Volume Down, Ears Open: The Quiet Power of Listening

April 10, 2025

Writer: Stella Siegel

Editor: Samantha Slogoff

We live in a paradox: everyone wants to be heard, but few are truly listening.

Not the kind of listening that lingers. That sinks in. The kind that makes someone feel seen, not scanned — heard, not hurried.

We live in a culture of output. Say something. Post it. Share it. Fast.

Listening doesn’t match the tempo. It’s quiet. Slow. Invisible.

And that’s precisely what gives it power.

While the world speeds up, the listener moves differently, altering the pace, softening the noise, and turning a stream of words into a current of connection.

We don’t think of listening as a skill, but it is. Subconsciously, many of us fall to the lower end of the listening proficiency spectrum. When done well, listening communicates: You're safe here. Keep going. 

When done well, listening breeds the most sought-after feelings: understanding, empathy, and compassion. 

Think about the people you trust the most—your go-to phone call. Chances are, they do not always say the right thing. They’re the ones who let you speak your mind, without rushing you, without redirecting it back to themselves, without needing to fix or reframe or one-up you. They just let it land. And that makes all the difference.

They’re the ones who let you share freely, absent of rushed conversing, self redirection, or a need to fix or reframe your words. These skilled individuals have a unique faculty to simply, let it land. They make all the difference.    

Humans physically undergo a psychological shift when they sense someone’s genuine listening. Our thoughts become clearer. We develop confidence in our thoughts and feelings. We become braver. We say the things that build up uncertainties in our minds. We discover our thoughts in true form and time because someone else is creating space for us to figure it out. 
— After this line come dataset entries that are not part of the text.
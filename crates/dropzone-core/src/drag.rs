//! Drop-zone state machine.
//!
//! Tracks whether a drag is hovering the zone and whether the next
//! drop/change input must be swallowed. The suppression is armed after a
//! user deletion: the session re-publishes the pruned picker list as a
//! synthetic change, and that echo must not be treated as a new selection.
//! Only the echo consumes it; real input disarms it.

/// State of the drop zone. Transitions consume `self` and return the next state.
#[derive(Debug, Clone, Copy, Default, PartialEq, Eq)]
pub enum DropzoneState {
    #[default]
    Idle,
    DragActive,
    /// The next input is swallowed; `drag_active` keeps the hover flag.
    SuppressNextDrop { drag_active: bool },
}

/// Whether an incoming drop/change input should be processed.
#[derive(Debug, Clone, Copy, PartialEq, Eq)]
pub enum InputGate {
    Process,
    Suppressed,
}

impl DropzoneState {
    /// Read-only hover signal for the rendering collaborator.
    pub fn is_drag_active(self) -> bool {
        match self {
            Self::Idle => false,
            Self::DragActive => true,
            Self::SuppressNextDrop { drag_active } => drag_active,
        }
    }

    pub fn is_suppressing(self) -> bool {
        matches!(self, Self::SuppressNextDrop { .. })
    }

    /// A drag entered the zone.
    #[must_use]
    pub fn drag_enter(self) -> Self {
        self.with_drag_active(true)
    }

    /// A drag left the zone.
    #[must_use]
    pub fn drag_leave(self) -> Self {
        self.with_drag_active(false)
    }

    fn with_drag_active(self, drag_active: bool) -> Self {
        match self {
            Self::SuppressNextDrop { .. } => Self::SuppressNextDrop { drag_active },
            _ if drag_active => Self::DragActive,
            _ => Self::Idle,
        }
    }

    /// Arms suppression of the next input.
    #[must_use]
    pub fn arm_suppression(self) -> Self {
        Self::SuppressNextDrop {
            drag_active: self.is_drag_active(),
        }
    }

    /// Drops a pending suppression without consuming an input.
    #[must_use]
    pub fn disarm_suppression(self) -> Self {
        match self {
            Self::SuppressNextDrop { drag_active: true } => Self::DragActive,
            Self::SuppressNextDrop { drag_active: false } => Self::Idle,
            other => other,
        }
    }

    /// Consumes a pending suppression, if any.
    ///
    /// Returns the next state and whether the input is to be processed.
    #[must_use]
    pub fn gate_input(self) -> (Self, InputGate) {
        match self {
            Self::SuppressNextDrop { .. } => (self.disarm_suppression(), InputGate::Suppressed),
            other => (other, InputGate::Process),
        }
    }
}
//! Session controller: turns collaborator input into reconciler operations
//! and listener notifications.
//!
//! A [`Session`] owns the [`Reconciler`], the [`PickerMirror`], the drop-zone
//! [`DropzoneState`] and a queue of [`Deferred`] continuations. Work that
//! the collaborator must observe *after* it has applied the current pass
//! (the initial seed, the post-deletion echo, the click reset) is queued and
//! runs on [`Session::run_deferred`].
//!
//! Notifications are always built from the outcome computed right after the
//! mutation, never from an earlier snapshot.

use crate::config::DropzoneConfig;
use crate::constraints::Constraints;
use crate::drag::{DropzoneState, InputGate};
use crate::event::{Command, InputKind, UploadListener};
use crate::file::FileInfo;
use crate::picker::{InputAttributes, PickerMirror};
use crate::reconciler::{DeleteRequest, Outcome, Reconciler};
use crate::rules::FileError;
use crate::schedule::{Deferred, DeferredQueue};

/// A single file-intake session.
///
/// # Examples
///
/// ```
/// use dropzone_core::{Constraints, DropzoneConfig, FileInfo, InputKind, Session};
///
/// let config = DropzoneConfig::default().with_constraints(Constraints::new().with_max_size(1024));
/// let mut session = Session::new(config, ());
///
/// session.handle_input(
///     InputKind::Change,
///     vec![FileInfo::new("a.txt", 10, "text/plain"), FileInfo::new("b.iso", 4096, "")],
/// );
///
/// let outcome = session.outcome();
/// assert_eq!(outcome.accepted.len(), 1);
/// assert_eq!(outcome.rejections[0].file.name(), "b.iso");
/// assert_eq!(session.picker().files().len(), 1);
/// ```
#[derive(Debug)]
pub struct Session<L> {
    reconciler: Reconciler,
    picker: PickerMirror,
    state: DropzoneState,
    deferred: DeferredQueue,
    multiple: bool,
    listener: L,
}

impl<L: UploadListener> Session<L> {
    /// Creates a session with an attached picker and an empty file list.
    pub fn new(config: DropzoneConfig, listener: L) -> Self {
        Self {
            reconciler: Reconciler::new(config.constraints, config.validation_messages),
            picker: PickerMirror::attached(),
            state: DropzoneState::default(),
            deferred: DeferredQueue::new(),
            multiple: config.multiple,
            listener,
        }
    }

    /// Replaces the picker mirror (e.g. with a detached one).
    #[must_use]
    pub fn with_picker(self, picker: PickerMirror) -> Self {
        Self { picker, ..self }
    }

    /// The session file list, including files that failed validation.
    pub fn files(&self) -> &[FileInfo] {
        self.reconciler.files()
    }

    /// Current accepted/rejected split of the session file list.
    pub fn outcome(&self) -> Outcome {
        self.reconciler.current()
    }

    pub fn reconciler(&self) -> &Reconciler {
        &self.reconciler
    }

    pub fn picker(&self) -> &PickerMirror {
        &self.picker
    }

    pub fn picker_mut(&mut self) -> &mut PickerMirror {
        &mut self.picker
    }

    pub fn state(&self) -> DropzoneState {
        self.state
    }

    pub fn is_drag_active(&self) -> bool {
        self.state.is_drag_active()
    }

    /// Attributes for the picker element.
    pub fn input_attributes(&self) -> InputAttributes {
        InputAttributes {
            accept: self.reconciler.constraints().accept_attribute(),
            multiple: self.multiple,
        }
    }

    /// Number of continuations waiting for [`Session::run_deferred`].
    pub fn pending_deferred(&self) -> usize {
        self.deferred.len()
    }

    pub fn listener(&self) -> &L {
        &self.listener
    }

    pub fn listener_mut(&mut self) -> &mut L {
        &mut self.listener
    }

    pub fn into_listener(self) -> L {
        self.listener
    }

    /// Routes a [`Command`] to the matching handler.
    pub fn dispatch(&mut self, command: Command) {
        match command {
            Command::Seed(files) => self.seed(files),
            Command::Input { kind, files } => self.handle_input(kind, files),
            Command::Delete(request) => self.handle_files_delete(request),
            Command::Click => self.handle_click(),
            Command::DragEnter => self.drag_enter(),
            Command::DragLeave => self.drag_leave(),
            Command::SetConstraints(constraints) => self.set_constraints(constraints),
            Command::SetValidationMessages(messages) => self.set_validation_messages(messages),
        }
    }

    /// Schedules the initial files to be loaded into the picker and run as
    /// a selection on the next [`Session::run_deferred`].
    pub fn seed(&mut self, files: Vec<FileInfo>) {
        if files.is_empty() {
            return;
        }
        self.deferred.push(Deferred::Seed(files));
    }

    /// Handles a drop or picker selection.
    ///
    /// The batch replaces the session list wholesale. Files the validator
    /// rejects are pruned from the picker mirror before the listener hears
    /// about them, then the native passthrough and the upload notification
    /// fire with the accepted files. An empty batch is ignored.
    ///
    /// Real input supersedes queued deletion echoes and click resets: they
    /// are discarded together with the suppression armed for the echo.
    pub fn handle_input(&mut self, kind: InputKind, files: Vec<FileInfo>) {
        let stale = self
            .deferred
            .discard(|task| matches!(task, Deferred::EchoChange | Deferred::ClickReset));
        if stale > 0 || self.state.is_suppressing() {
            tracing::debug!(?kind, stale, "pending echo and reset superseded");
        }
        self.state = self.state.disarm_suppression();
        self.process_input(kind, files);
    }

    fn process_input(&mut self, kind: InputKind, files: Vec<FileInfo>) {
        if files.is_empty() {
            return;
        }

        let previous_total = self.reconciler.files().len();
        if kind == InputKind::Change {
            self.picker.set_files(files.clone());
        }

        let outcome = self.reconciler.replace(files.clone());
        tracing::debug!(
            ?kind,
            accepted = outcome.accepted.len(),
            rejected = outcome.rejections.len(),
            "input validated"
        );

        if !outcome.rejections.is_empty() {
            self.handle_files_delete(
                DeleteRequest::new(outcome.rejected_files())
                    .with_all_files(files)
                    .auto_remove(),
            );
        }

        match kind {
            InputKind::Drop => {
                self.picker.set_files(outcome.accepted.clone());
                self.listener.on_drop(&outcome.accepted);
            }
            InputKind::Change => self.listener.on_change(&outcome.accepted),
        }

        self.notify(&outcome, Some(previous_total));
    }

    /// Removes files from the selection.
    ///
    /// The picker mirror always receives the accepted part of the remaining
    /// files. Outside auto-remove mode the session list is replaced, the
    /// listener is notified, and the deferred echo of the pruned picker list
    /// is queued with a suppression so it is not taken for a new selection.
    /// No-op while the picker is detached or when nothing is to be deleted.
    pub fn handle_files_delete(&mut self, request: DeleteRequest) {
        if !self.picker.is_attached() || request.deleted_files.is_empty() {
            return;
        }

        let previous_total = self.reconciler.files().len();
        let Some(deletion) = self.reconciler.delete(&request) else {
            return;
        };
        self.picker.set_files(deletion.outcome.accepted.clone());

        if !deletion.committed {
            return;
        }

        self.notify(&deletion.outcome, Some(previous_total));
        self.deferred.discard(|task| matches!(task, Deferred::EchoChange));
        self.state = self.state.arm_suppression();
        self.deferred.push(Deferred::EchoChange);
    }

    /// Schedules the picker-cancel reset that follows a click.
    pub fn handle_click(&mut self) {
        self.deferred.push(Deferred::ClickReset);
    }

    pub fn drag_enter(&mut self) {
        self.state = self.state.drag_enter();
    }

    pub fn drag_leave(&mut self) {
        self.state = self.state.drag_leave();
    }

    /// Applies new constraints and re-validates the current list.
    /// Always notifies.
    pub fn set_constraints(&mut self, constraints: Constraints) {
        let outcome = self.reconciler.set_constraints(constraints);
        self.notify(&outcome, None);
    }

    /// Applies new message overrides and re-validates the current list.
    /// Always notifies.
    pub fn set_validation_messages(&mut self, messages: Vec<FileError>) {
        let outcome = self.reconciler.set_overrides(messages);
        self.notify(&outcome, None);
    }

    /// Re-validates the current list and notifies.
    pub fn revalidate(&mut self) {
        let outcome = self.reconciler.revalidate();
        self.notify(&outcome, None);
    }

    /// Runs every deferred continuation, including ones queued while
    /// draining, in order. Returns how many ran.
    pub fn run_deferred(&mut self) -> usize {
        let mut ran = 0;
        while let Some(task) = self.deferred.pop() {
            ran += 1;
            match task {
                Deferred::Seed(files) => {
                    if !self.picker.is_attached() {
                        tracing::debug!("seed skipped, picker detached");
                        continue;
                    }
                    self.picker.set_files(files);
                    let files = self.picker.files().to_vec();
                    self.process_input(InputKind::Change, files);
                }
                Deferred::EchoChange => {
                    let (state, gate) = self.state.gate_input();
                    self.state = state;
                    if gate == InputGate::Suppressed {
                        tracing::debug!("deletion echo suppressed");
                        continue;
                    }
                    let files = self.picker.files().to_vec();
                    self.process_input(InputKind::Change, files);
                }
                Deferred::ClickReset => {
                    let previous_total = self.reconciler.files().len();
                    self.reconciler.clear();
                    self.picker.set_files(Vec::new());
                    self.notify(&Outcome::default(), Some(previous_total));
                }
            }
        }
        ran
    }

    /// Fires the three upload callbacks.
    ///
    /// With `previous_total` set, the notification is skipped when the new
    /// accepted + rejected count equals the previous list length. This also
    /// hides changes of composition that keep the count.
    fn notify(&mut self, outcome: &Outcome, previous_total: Option<usize>) {
        if previous_total == Some(outcome.total()) {
            tracing::debug!(total = outcome.total(), "notification skipped, total unchanged");
            return;
        }
        self.listener.on_upload(&outcome.accepted, &outcome.rejections);
        self.listener.on_upload_rejected(&outcome.rejections);
        self.listener.on_upload_accepted(&outcome.accepted);
    }
}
Being a good listener doesn’t mean complete silence though. It means sheer engagement. Curiousity. Grounding. It means understanding the power of individual thoughts, resisting the urge to hijack someone else’s story just to insert your own. It means holding off on advice unless it’s asked for. It means being okay with moments of silence and not rushing to fill them.

So why is it so hard?

Because we’ve been taught to believe that in our world, speaking is power, that if we don't assert ourselves or share, we’re disappearing. To be a good listener transcends silence. It requires intention, focus, and a temporary suspension of ego.

Becoming a better listener doesn’t require a complete overhaul — just a few small shifts. Here are a few that go a long way:    

1. Let people finish.

Don’t jump in with your version. Silence speaks volumes.

2. Stop multitasking.

Close the laptop. Turn your phone over. One of the quickest ways to make someone feel unimportant is to pretend to listen while doing something else.

3. Stop rehearsing your reply.

You don’t need the perfect response. Just be with them.

4. Hold back the urge to relate.

Not everything has to loop back to you. Sometimes the best response is no response.

5. Listen like you’re wrong.

This is hard, but the dynamic shifts when you enter a conversation believing there’s something you don’t know. You absorb instead of waiting to speak.

Listening by nature is quiet and impactful. In its own way, it’s incredibly loud. Be that person. The one who hears what’s said and what isn’t. The one who listens like it matters.

Because it does.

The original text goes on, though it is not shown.